Work item: Repeat exactly the lines of the entries below from the one with "in one place." through the one with "pub const USB_PID: u16 = 0x0007;", both ends included, and nothing else.

Input:
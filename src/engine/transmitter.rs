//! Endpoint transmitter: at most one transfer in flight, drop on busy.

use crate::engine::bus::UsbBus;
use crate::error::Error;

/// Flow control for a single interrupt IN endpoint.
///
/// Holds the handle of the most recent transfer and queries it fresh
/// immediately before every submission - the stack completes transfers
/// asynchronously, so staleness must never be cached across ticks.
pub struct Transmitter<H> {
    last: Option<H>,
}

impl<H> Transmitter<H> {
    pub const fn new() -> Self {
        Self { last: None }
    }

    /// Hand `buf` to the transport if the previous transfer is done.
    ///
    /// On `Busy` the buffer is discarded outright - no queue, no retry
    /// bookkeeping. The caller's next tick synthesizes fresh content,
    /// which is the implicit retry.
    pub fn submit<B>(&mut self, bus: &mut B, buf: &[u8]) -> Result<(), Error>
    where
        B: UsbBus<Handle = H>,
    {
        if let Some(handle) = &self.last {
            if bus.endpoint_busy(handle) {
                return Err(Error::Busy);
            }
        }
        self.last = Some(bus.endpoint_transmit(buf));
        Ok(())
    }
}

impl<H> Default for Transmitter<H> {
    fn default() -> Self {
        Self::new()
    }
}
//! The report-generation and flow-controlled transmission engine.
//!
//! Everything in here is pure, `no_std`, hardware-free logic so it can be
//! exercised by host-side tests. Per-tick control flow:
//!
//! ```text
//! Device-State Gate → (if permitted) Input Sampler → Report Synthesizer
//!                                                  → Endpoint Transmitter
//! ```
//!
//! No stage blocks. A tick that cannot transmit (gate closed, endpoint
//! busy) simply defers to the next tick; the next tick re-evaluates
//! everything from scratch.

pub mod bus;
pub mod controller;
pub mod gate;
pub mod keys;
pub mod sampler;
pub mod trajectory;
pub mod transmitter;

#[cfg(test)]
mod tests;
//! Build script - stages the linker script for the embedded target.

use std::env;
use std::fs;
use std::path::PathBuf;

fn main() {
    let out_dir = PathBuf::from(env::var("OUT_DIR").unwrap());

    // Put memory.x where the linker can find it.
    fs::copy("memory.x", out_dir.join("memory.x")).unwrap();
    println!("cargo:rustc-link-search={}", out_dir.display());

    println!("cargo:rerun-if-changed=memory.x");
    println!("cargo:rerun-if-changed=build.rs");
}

---

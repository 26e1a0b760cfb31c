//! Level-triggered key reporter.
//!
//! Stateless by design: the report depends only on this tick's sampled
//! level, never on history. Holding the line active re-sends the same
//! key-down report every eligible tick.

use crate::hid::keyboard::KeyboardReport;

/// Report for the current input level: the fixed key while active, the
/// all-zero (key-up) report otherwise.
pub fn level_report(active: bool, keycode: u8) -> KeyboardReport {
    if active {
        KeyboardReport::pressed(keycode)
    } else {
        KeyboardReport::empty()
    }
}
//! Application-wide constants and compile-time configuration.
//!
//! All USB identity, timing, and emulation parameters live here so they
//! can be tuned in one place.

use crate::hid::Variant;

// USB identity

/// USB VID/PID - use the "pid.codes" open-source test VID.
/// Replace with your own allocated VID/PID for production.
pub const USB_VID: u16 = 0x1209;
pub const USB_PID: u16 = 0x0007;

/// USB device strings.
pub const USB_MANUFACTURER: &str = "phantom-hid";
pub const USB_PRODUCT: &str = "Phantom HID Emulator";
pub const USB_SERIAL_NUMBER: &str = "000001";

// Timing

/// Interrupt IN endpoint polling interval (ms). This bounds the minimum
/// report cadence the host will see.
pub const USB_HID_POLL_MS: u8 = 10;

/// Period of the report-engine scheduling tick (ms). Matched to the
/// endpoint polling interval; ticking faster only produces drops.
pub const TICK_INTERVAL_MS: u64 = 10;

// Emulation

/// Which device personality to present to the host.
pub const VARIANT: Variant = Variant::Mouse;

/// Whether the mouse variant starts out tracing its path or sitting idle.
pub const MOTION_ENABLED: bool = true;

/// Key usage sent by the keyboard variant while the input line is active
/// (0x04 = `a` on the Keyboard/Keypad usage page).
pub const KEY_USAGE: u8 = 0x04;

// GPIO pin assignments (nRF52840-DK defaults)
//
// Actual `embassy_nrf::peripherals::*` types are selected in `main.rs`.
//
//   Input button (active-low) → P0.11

* * *

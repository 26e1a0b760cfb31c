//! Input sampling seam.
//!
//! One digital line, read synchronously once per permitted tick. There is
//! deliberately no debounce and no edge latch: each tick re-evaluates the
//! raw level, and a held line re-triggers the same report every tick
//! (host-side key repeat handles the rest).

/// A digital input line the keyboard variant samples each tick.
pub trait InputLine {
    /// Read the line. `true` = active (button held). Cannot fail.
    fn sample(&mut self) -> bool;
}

Worked solution:
//! can be tuned in one place.

use crate::hid::Variant;

// USB identity

/// USB VID/PID - use the "pid.codes" open-source test VID.
/// Replace with your own allocated VID/PID for production.
pub const USB_VID: u16 = 0x1209;
pub const USB_PID: u16 = 0x0007;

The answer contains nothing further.